§ **ASSIGNED TASK**
Supply the number of lines below containing "dates", nothing else.

§ **MATERIAL PROVIDED**
========================================================================

//! Shared error type for the two best-effort gateway ports.

use thiserror::Error;

/// Failure reported by a notification or reminder gateway.
///
/// Gateways are best-effort collaborators: handlers catch this at their
/// boundary and convert it to a reported-but-non-blocking outcome. The one
/// distinction that matters to callers is whether the user can fix it.
#[derive(Debug, Clone, Error)]
pub enum GatewayError {
    /// The user declined or revoked permission. Recoverable by directing
    /// the user to system settings.
    #[error("permission denied by the user or system: {0}")]
    Authorization(String),

    /// Transient external failure.
    #[error("gateway operation failed: {0}")]
    Operation(String),
}

impl GatewayError {
    /// True when the failure can be resolved by the user granting access.
    pub fn is_recoverable(&self) -> bool {
        matches!(self, GatewayError::Authorization(_))
    }
}
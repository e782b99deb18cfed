//! Notification gateway port - timed alerts through a permissioned system.

use async_trait::async_trait;

use crate::domain::alerting::AlertPayload;
use crate::domain::foundation::NotificationRef;

use super::GatewayError;

/// Port for scheduling and cancelling timed alerts.
///
/// Every operation is best-effort from the orchestrators' point of view:
/// a failure never blocks the durable cycle record.
#[async_trait]
pub trait NotificationGateway: Send + Sync {
    /// Schedules an alert for the payload's due instant.
    ///
    /// # Errors
    ///
    /// - `Authorization` when permission was declined or revoked
    /// - `Operation` on transient failure
    async fn schedule(&self, payload: AlertPayload) -> Result<NotificationRef, GatewayError>;

    /// Cancels a pending alert. Unknown refs are not an error.
    async fn cancel(&self, reference: &NotificationRef) -> Result<(), GatewayError>;

    /// Clears any delivered-alert badge or indicator.
    async fn clear_badge(&self) -> Result<(), GatewayError>;

    /// Whether the user has granted alert permission.
    async fn is_permission_granted(&self) -> bool;

    /// Prompts for alert permission. Returns whether access was granted.
    ///
    /// # Errors
    ///
    /// `Authorization` when the system forbids asking (restricted).
    async fn request_access(&self) -> Result<bool, GatewayError>;
}

#[cfg(test)]
mod tests {
    use super::*;

    // Trait object safety test
    #[test]
    fn notification_gateway_is_object_safe() {
        fn _accepts_dyn(_gateway: &dyn NotificationGateway) {}
    }
}
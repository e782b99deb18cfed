//! Error types for the domain layer.

use chrono::NaiveDateTime;
use thiserror::Error;

/// Errors that occur during value object construction.
#[derive(Debug, Clone, Error)]
pub enum ValidationError {
    #[error("Field '{field}' cannot be empty")]
    EmptyField { field: String },

    #[error("Field '{field}' must be between {min} and {max}, got {actual}")]
    OutOfRange {
        field: String,
        min: i64,
        max: i64,
        actual: i64,
    },
}

impl ValidationError {
    /// Creates an empty field validation error.
    pub fn empty_field(field: impl Into<String>) -> Self {
        ValidationError::EmptyField {
            field: field.into(),
        }
    }

    /// Creates an out of range validation error.
    pub fn out_of_range(field: impl Into<String>, min: i64, max: i64, actual: i64) -> Self {
        ValidationError::OutOfRange {
            field: field.into(),
            min,
            max,
            actual,
        }
    }
}

/// Scheduling parameters could not produce a valid instant.
///
/// Returned instead of panicking when the local calendar cannot represent
/// the requested wall-clock time (for example the hour skipped by a DST
/// transition). Callers surface this to the user; the stored record set is
/// never touched with a substituted date.
#[derive(Debug, Clone, Error)]
pub enum ConfigurationError {
    #[error("hour_of_day must be between 0 and 23, got {hour_of_day}")]
    InvalidHour { hour_of_day: u32 },

    #[error("local time {local_time} does not exist in the target calendar")]
    NonexistentLocalTime { local_time: NaiveDateTime },

    #[error("date arithmetic overflowed adding {days_out} days")]
    DateOverflow { days_out: u32 },
}
//! Calendar-based scheduling engine.
//!
//! Adds whole calendar days in a configured timezone and pins the result
//! to a wall-clock hour. DST makes this fallible: the target wall-clock
//! time may not exist (spring-forward gap) or may exist twice (fall-back
//! overlap). A nonexistent time is a [`ConfigurationError`]; an ambiguous
//! time resolves to the earlier instant.

use chrono::{Days, LocalResult, TimeZone, Utc};

use crate::domain::foundation::{ConfigurationError, Timestamp};
use crate::ports::SchedulingEngine;

/// Production scheduling engine over any timezone.
///
/// The zone is typically parsed from configuration
/// ([`SchedulingConfig`](crate::config::SchedulingConfig)); tests use
/// fixed offsets and named `chrono_tz` zones.
#[derive(Debug, Clone)]
pub struct CalendarScheduler<Tz: TimeZone> {
    tz: Tz,
}

impl<Tz: TimeZone> CalendarScheduler<Tz> {
    /// Creates a scheduler computing dates in the given timezone.
    pub fn new(tz: Tz) -> Self {
        Self { tz }
    }

    fn due_at(
        &self,
        base: Timestamp,
        days_out: u32,
        hour_of_day: u32,
    ) -> Result<Timestamp, ConfigurationError> {
        if hour_of_day > 23 {
            return Err(ConfigurationError::InvalidHour { hour_of_day });
        }

        let local = base.as_datetime().with_timezone(&self.tz);
        let target_date = local
            .date_naive()
            .checked_add_days(Days::new(u64::from(days_out)))
            .ok_or(ConfigurationError::DateOverflow { days_out })?;

        // hour_of_day was range-checked above, so this can only fail for
        // a date the calendar cannot hold.
        let target = target_date
            .and_hms_opt(hour_of_day, 0, 0)
            .ok_or(ConfigurationError::InvalidHour { hour_of_day })?;

        match self.tz.from_local_datetime(&target) {
            LocalResult::Single(dt) => Ok(Timestamp::from_datetime(dt.with_timezone(&Utc))),
            LocalResult::Ambiguous(earlier, _later) => {
                Ok(Timestamp::from_datetime(earlier.with_timezone(&Utc)))
            }
            LocalResult::None => Err(ConfigurationError::NonexistentLocalTime {
                local_time: target,
            }),
        }
    }
}

impl CalendarScheduler<Utc> {
    /// Scheduler computing dates in UTC.
    pub fn utc() -> Self {
        Self::new(Utc)
    }
}

impl<Tz> SchedulingEngine for CalendarScheduler<Tz>
where
    Tz: TimeZone + Send + Sync,
{
    fn next_due_date(
        &self,
        now: Timestamp,
        days_out: u32,
        hour_of_day: u32,
    ) -> Result<Timestamp, ConfigurationError> {
        self.due_at(now, days_out, hour_of_day)
    }

    fn snooze_date(
        &self,
        existing_due: Timestamp,
        days_out: u32,
        hour_of_day: u32,
    ) -> Result<Timestamp, ConfigurationError> {
        self.due_at(existing_due, days_out, hour_of_day)
    }
}

#[cfg(test)]
mod tests {
    use super::*;
    use chrono::{DateTime, FixedOffset};

    fn ts(rfc3339: &str) -> Timestamp {
        Timestamp::from_datetime(
            DateTime::parse_from_rfc3339(rfc3339)
                .unwrap()
                .with_timezone(&Utc),
        )
    }

    #[test]
    fn adds_days_and_pins_hour_in_utc() {
        let scheduler = CalendarScheduler::utc();
        let now = ts("2024-11-23T09:30:45Z");

        let due = scheduler.next_due_date(now, 2, 17).unwrap();

        assert_eq!(due, ts("2024-11-25T17:00:00Z"));
    }

    #[test]
    fn computes_in_the_configured_offset() {
        // UTC+05:30 - the local date can differ from the UTC date.
        let offset = FixedOffset::east_opt(5 * 3600 + 1800).unwrap();
        let scheduler = CalendarScheduler::new(offset);
        // 2024-11-23 23:30 UTC is already 2024-11-24 05:00 local.
        let now = ts("2024-11-23T23:30:00Z");

        let due = scheduler.next_due_date(now, 2, 17).unwrap();

        // Local 2024-11-26 17:00 (+05:30) == 11:30 UTC.
        assert_eq!(due, ts("2024-11-26T11:30:00Z"));
    }

    #[test]
    fn zero_days_out_pins_hour_on_same_day() {
        let scheduler = CalendarScheduler::utc();
        let now = ts("2024-11-23T09:30:00Z");

        let due = scheduler.next_due_date(now, 0, 6).unwrap();

        assert_eq!(due, ts("2024-11-23T06:00:00Z"));
    }

    #[test]
    fn snooze_applies_same_arithmetic_to_existing_due() {
        let scheduler = CalendarScheduler::utc();
        let existing_due = ts("2024-11-25T17:00:00Z");

        let snoozed = scheduler.snooze_date(existing_due, 1, 9).unwrap();

        assert_eq!(snoozed, ts("2024-11-26T09:00:00Z"));
    }

    #[test]
    fn rejects_hour_out_of_range() {
        let scheduler = CalendarScheduler::utc();
        let result = scheduler.next_due_date(Timestamp::from_unix_secs(0), 2, 24);

        assert!(matches!(
            result,
            Err(ConfigurationError::InvalidHour { hour_of_day: 24 })
        ));
    }

    #[test]
    fn dst_gap_yields_configuration_error() {
        // US Eastern sprang forward 2024-03-10: 02:00-02:59 did not exist.
        let scheduler = CalendarScheduler::new(chrono_tz::America::New_York);
        let now = ts("2024-03-08T12:00:00Z");

        let result = scheduler.next_due_date(now, 2, 2);

        assert!(matches!(
            result,
            Err(ConfigurationError::NonexistentLocalTime { .. })
        ));
    }

    #[test]
    fn dst_overlap_resolves_to_earlier_instant() {
        // US Eastern fell back 2024-11-03: 01:00-01:59 happened twice.
        let scheduler = CalendarScheduler::new(chrono_tz::America::New_York);
        let now = ts("2024-11-01T12:00:00Z");

        let due = scheduler.next_due_date(now, 2, 1).unwrap();

        // The earlier 01:00 is still EDT (UTC-4).
        assert_eq!(due, ts("2024-11-03T05:00:00Z"));
    }

    proptest::proptest! {
        /// For any instant, the default parameters land exactly two
        /// calendar days out at 17:00.
        #[test]
        fn default_parameters_shift_two_days_to_five_pm(secs in 0i64..4_102_444_800) {
            use chrono::{Datelike, Timelike};

            let scheduler = CalendarScheduler::utc();
            let now = Timestamp::from_unix_secs(secs);

            let due = scheduler.next_due_date(now, 2, 17).unwrap();

            let due_dt = due.as_datetime();
            let expected_date = now
                .as_datetime()
                .date_naive()
                .checked_add_days(Days::new(2))
                .unwrap();
            proptest::prop_assert_eq!(due_dt.date_naive(), expected_date);
            proptest::prop_assert_eq!(due_dt.hour(), 17);
            proptest::prop_assert_eq!(due_dt.minute(), 0);
            proptest::prop_assert_eq!(due_dt.second(), 0);
        }

        /// Snoozing by one day at hour h lands one day out at h:00.
        #[test]
        fn snooze_shifts_one_day_to_requested_hour(
            secs in 0i64..4_102_444_800,
            hour in 0u32..24,
        ) {
            use chrono::{Datelike, Timelike};

            let scheduler = CalendarScheduler::utc();
            let existing_due = Timestamp::from_unix_secs(secs);

            let snoozed = scheduler.snooze_date(existing_due, 1, hour).unwrap();

            let dt = snoozed.as_datetime();
            let expected_date = existing_due
                .as_datetime()
                .date_naive()
                .checked_add_days(Days::new(1))
                .unwrap();
            proptest::prop_assert_eq!(dt.date_naive(), expected_date);
            proptest::prop_assert_eq!(dt.hour(), hour);
            proptest::prop_assert_eq!(dt.minute(), 0);
        }
    }

    #[test]
    fn dst_transition_preserves_wall_clock_hour() {
        // Scheduling across the spring-forward boundary still lands on
        // 17:00 local, even though the UTC offset changed.
        let scheduler = CalendarScheduler::new(chrono_tz::America::New_York);
        // 2024-03-08 10:00 EST (UTC-5).
        let now = ts("2024-03-08T15:00:00Z");

        let due = scheduler.next_due_date(now, 2, 17).unwrap();

        // 2024-03-10 17:00 EDT (UTC-4).
        assert_eq!(due, ts("2024-03-10T21:00:00Z"));
    }
}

========================================================================

§ **EXERCISE OUTPUT**
2